Poly(2-oxazoline) Homopolymers and Diblock Copolymers Containing Retinoate ω‑End Groups

Hepatic stellate cells are the vitamin A storing cells of the liver and play a pivotal role in the progression of fibrotic liver diseases through the deposition of the extracellular matrix. To target therapeutically hepatic stellate cells, vitamin A was used in amphiphilic poly­(2-oxazoline) (POx) block copolymers with terminal retinoate moieties. Several POx with varying fractions of the hydrophilic block were synthesized by sequential cationic ring-opening polymerization of 2-n-nonyl-2-oxazoline and 2-ethyl-2-oxazoline, followed by termination with in situ deprotonated all-trans-retinoic acid.
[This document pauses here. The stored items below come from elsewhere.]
//! Submission scanner — turns VERSION markers on disk into queue entries.
//!
//! Layout watched: `<watch_dir>/<submitter>/<task>/VERSION`. Each scan
//! re-reads every marker; the queue's per-submitter dedup makes
//! rescanning an unchanged marker free.

use std::collections::HashSet;
use std::path::Path;

use chrono::Utc;
use gradeflow_core::{QueueEntry, VersionMarker, artifact_name, failed_tests};
use gradeflow_state::AttemptLedger;
use tracing::{debug, warn};
use walkdir::WalkDir;

use crate::queue::GradingQueue;

/// One pass over the watch tree. Returns how many entries were queued
/// or superseded.
///
/// Skipped: submitters currently being graded (`in_flight`), versions
/// already in the ledger, and unparseable markers (logged, never
/// fatal). For a marker with no explicit subset, the failing tests of
/// the previous version's report become the subset; the literal `all`
/// marker suppresses that and forces a full run.
pub fn scan(
    watch_dir: &Path,
    task: &str,
    outfile_prefix: &str,
    ledger: &AttemptLedger,
    in_flight: &HashSet<String>,
    queue: &mut GradingQueue,
) -> usize {
    let mut queued = 0;

    for dir_entry in WalkDir::new(watch_dir)
        .min_depth(1)
        .max_depth(1)
        .sort_by_file_name()
        .into_iter()
        .filter_map(|e| e.ok())
        .filter(|e| e.file_type().is_dir())
    {
        let Some(submitter) = dir_entry.file_name().to_str().map(str::to_string) else {
            continue;
        };
        let task_dir = dir_entry.path().join(task);
        let marker_path = task_dir.join("VERSION");
        if !marker_path.is_file() {
            continue;
        }

        let marker = match std::fs::read_to_string(&marker_path) {
            Ok(contents) => match VersionMarker::parse(&contents) {
                Ok(marker) => marker,
                Err(e) => {
                    warn!(%submitter, ?marker_path, error = %e, "unparseable version marker");
                    continue;
                }
            },
            Err(e) => {
                warn!(%submitter, ?marker_path, error = %e, "unreadable version marker");
                continue;
            }
        };

        if in_flight.contains(&submitter) {
            debug!(%submitter, "skipped, grading in flight");
            continue;
        }
        if ledger.is_graded(&submitter, marker.version) {
            continue;
        }

        let test_subset = resolve_subset(&marker, &task_dir, outfile_prefix, &submitter);
        let entry = QueueEntry {
            submitter: submitter.clone(),
            version: marker.version,
            submitted_at: Utc::now(),
            attempts: ledger.attempts(&submitter),
            test_subset,
            source_dir: task_dir,
        };
        if queue.push(entry) {
            queued += 1;
        }
    }

    queued
}

/// Decide which tests the entry should run.
///
/// Priority: an explicit subset in the marker wins; `all` forces a
/// full run; otherwise failures scraped from the previous version's
/// report become the subset, and a full run is the fallback.
fn resolve_subset(
    marker: &VersionMarker,
    task_dir: &Path,
    outfile_prefix: &str,
    submitter: &str,
) -> Vec<String> {
    if marker.all || !marker.tests.is_empty() {
        return marker.tests.clone();
    }
    let Some(previous) = marker.version.checked_sub(1) else {
        return Vec::new();
    };
    let report_path = task_dir.join(artifact_name(outfile_prefix, previous));
    match std::fs::read_to_string(&report_path) {
        Ok(report) => {
            let failed = failed_tests(&report);
            if !failed.is_empty() {
                debug!(%submitter, version = marker.version, subset = failed.len(),
                    "subset derived from previous failures");
            }
            failed
        }
        // No previous report (first submission, or artifact pruned).
        Err(_) => Vec::new(),
    }
}

#[cfg(test)]
mod tests {
    use super::*;
    use std::fs;

    struct Tree {
        _dir: tempfile::TempDir,
        root: std::path::PathBuf,
    }

    fn tree() -> Tree {
        let dir = tempfile::tempdir().unwrap();
        let root = dir.path().to_path_buf();
        Tree { _dir: dir, root }
    }

    fn write_marker(tree: &Tree, submitter: &str, contents: &str) {
        let task_dir = tree.root.join(submitter).join("mp1");
        fs::create_dir_all(&task_dir).unwrap();
        fs::write(task_dir.join("VERSION"), contents).unwrap();
    }

    fn scan_once(
        tree: &Tree,
        ledger: &AttemptLedger,
        in_flight: &HashSet<String>,
        queue: &mut GradingQueue,
    ) -> usize {
        scan(&tree.root, "mp1", "OUT", ledger, in_flight, queue)
    }

    #[test]
    fn new_submission_is_queued_with_ledger_attempts() {
        let tree = tree();
        write_marker(&tree, "alice", "3\n");
        let ledger = AttemptLedger::open_in_memory().unwrap();
        ledger.record_graded("alice", 1);
        ledger.record_graded("alice", 2);

        let mut queue = GradingQueue::new();
        assert_eq!(scan_once(&tree, &ledger, &HashSet::new(), &mut queue), 1);

        let entry = queue.pop().unwrap();
        assert_eq!(entry.submitter, "alice");
        assert_eq!(entry.version, 3);
        assert_eq!(entry.attempts, 2);
        assert!(entry.test_subset.is_empty());
        assert_eq!(entry.source_dir, tree.root.join("alice/mp1"));
    }

    #[test]
    fn graded_version_is_skipped() {
        let tree = tree();
        write_marker(&tree, "bob", "2\n");
        let ledger = AttemptLedger::open_in_memory().unwrap();
        ledger.record_graded("bob", 2);

        let mut queue = GradingQueue::new();
        assert_eq!(scan_once(&tree, &ledger, &HashSet::new(), &mut queue), 0);
        assert!(queue.is_empty());
    }

    #[test]
    fn in_flight_submitter_is_skipped() {
        let tree = tree();
        write_marker(&tree, "carol", "5\n");
        let ledger = AttemptLedger::open_in_memory().unwrap();
        let in_flight = HashSet::from(["carol".to_string()]);

        let mut queue = GradingQueue::new();
        assert_eq!(scan_once(&tree, &ledger, &in_flight, &mut queue), 0);
    }

    #[test]
    fn subset_derived_from_previous_report_failures() {
        let tree = tree();
        write_marker(&tree, "dave", "4\n");
        fs::write(
            tree.root.join("dave/mp1/OUT.3"),
            "Test alpha Passed\nTest beta Failed\nTest gamma Failed\n",
        )
        .unwrap();
        let ledger = AttemptLedger::open_in_memory().unwrap();

        let mut queue = GradingQueue::new();
        scan_once(&tree, &ledger, &HashSet::new(), &mut queue);
        assert_eq!(queue.pop().unwrap().test_subset, vec!["beta", "gamma"]);
    }

    #[test]
    fn explicit_subset_wins_over_derivation() {
        let tree = tree();
        write_marker(&tree, "erin", "4 only_this\n");
        fs::write(tree.root.join("erin/mp1/OUT.3"), "Test beta Failed\n").unwrap();
        let ledger = AttemptLedger::open_in_memory().unwrap();

        let mut queue = GradingQueue::new();
        scan_once(&tree, &ledger, &HashSet::new(), &mut queue);
        assert_eq!(queue.pop().unwrap().test_subset, vec!["only_this"]);
    }

    #[test]
    fn all_marker_forces_full_run_despite_previous_failures() {
        let tree = tree();
        write_marker(&tree, "frank", "4 all\n");
        fs::write(tree.root.join("frank/mp1/OUT.3"), "Test beta Failed\n").unwrap();
        let ledger = AttemptLedger::open_in_memory().unwrap();

        let mut queue = GradingQueue::new();
        scan_once(&tree, &ledger, &HashSet::new(), &mut queue);
        assert!(queue.pop().unwrap().test_subset.is_empty());
    }

    #[test]
    fn clean_previous_report_means_full_run() {
        let tree = tree();
        write_marker(&tree, "grace", "2\n");
        fs::write(tree.root.join("grace/mp1/OUT.1"), "Test alpha Passed\n").unwrap();
        let ledger = AttemptLedger::open_in_memory().unwrap();

        let mut queue = GradingQueue::new();
        scan_once(&tree, &ledger, &HashSet::new(), &mut queue);
        assert!(queue.pop().unwrap().test_subset.is_empty());
    }

    #[test]
    fn malformed_marker_is_skipped_not_fatal() {
        let tree = tree();
        write_marker(&tree, "heidi", "not-a-version\n");
        write_marker(&tree, "ivan", "1\n");
        let ledger = AttemptLedger::open_in_memory().unwrap();

        let mut queue = GradingQueue::new();
        assert_eq!(scan_once(&tree, &ledger, &HashSet::new(), &mut queue), 1);
        assert_eq!(queue.pop().unwrap().submitter, "ivan");
    }

    #[test]
    fn rescan_of_unchanged_marker_is_a_noop() {
        let tree = tree();
        write_marker(&tree, "judy", "1\n");
        let ledger = AttemptLedger::open_in_memory().unwrap();

        let mut queue = GradingQueue::new();
        assert_eq!(scan_once(&tree, &ledger, &HashSet::new(), &mut queue), 1);
        assert_eq!(scan_once(&tree, &ledger, &HashSet::new(), &mut queue), 0);
        assert_eq!(queue.len(), 1);
    }

    #[test]
    fn crashed_run_is_requeued_with_attempts_unchanged() {
        let tree = tree();
        write_marker(&tree, "lena", "3\n");
        let ledger = AttemptLedger::open_in_memory().unwrap();
        ledger.record_graded("lena", 1);
        ledger.record_graded("lena", 2);

        let mut queue = GradingQueue::new();
        scan_once(&tree, &ledger, &HashSet::new(), &mut queue);
        let first = queue.pop().unwrap();
        assert_eq!(first.attempts, 2);

        // The grading task crashed: version 3 never reached the
        // ledger, so the next scan queues it again at the same cost.
        let second_pass = scan_once(&tree, &ledger, &HashSet::new(), &mut queue);
        assert_eq!(second_pass, 1);
        let retry = queue.pop().unwrap();
        assert_eq!(retry.version, 3);
        assert_eq!(retry.attempts, 2);
    }

    #[test]
    fn directories_without_the_task_are_ignored() {
        let tree = tree();
        fs::create_dir_all(tree.root.join("stray/otherdir")).unwrap();
        write_marker(&tree, "kate", "1\n");
        let ledger = AttemptLedger::open_in_memory().unwrap();

        let mut queue = GradingQueue::new();
        assert_eq!(scan_once(&tree, &ledger, &HashSet::new(), &mut queue), 1);
    }
}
Characterization utilizing size exclusion chromatography, ¹H nuclear magnetic resonance (NMR) spectroscopy, and matrix-assisted laser desorption/ionization time of flight mass spectrometry verified the successful functionalization. Nanoparticle and micelle pairs of similar composition with and without the retinoate moieties were prepared by nanoprecipitation and emulsion techniques. Cellular uptake studies in mouse embryonic fibroblasts expressing a STRA6-like receptor revealed increased uptake of the vitamin A-modified carrier when the hydrophilic POx segments were long enough to prevent the interaction of the hydrophobic retinoate moiety with the hydrophobic carrier core.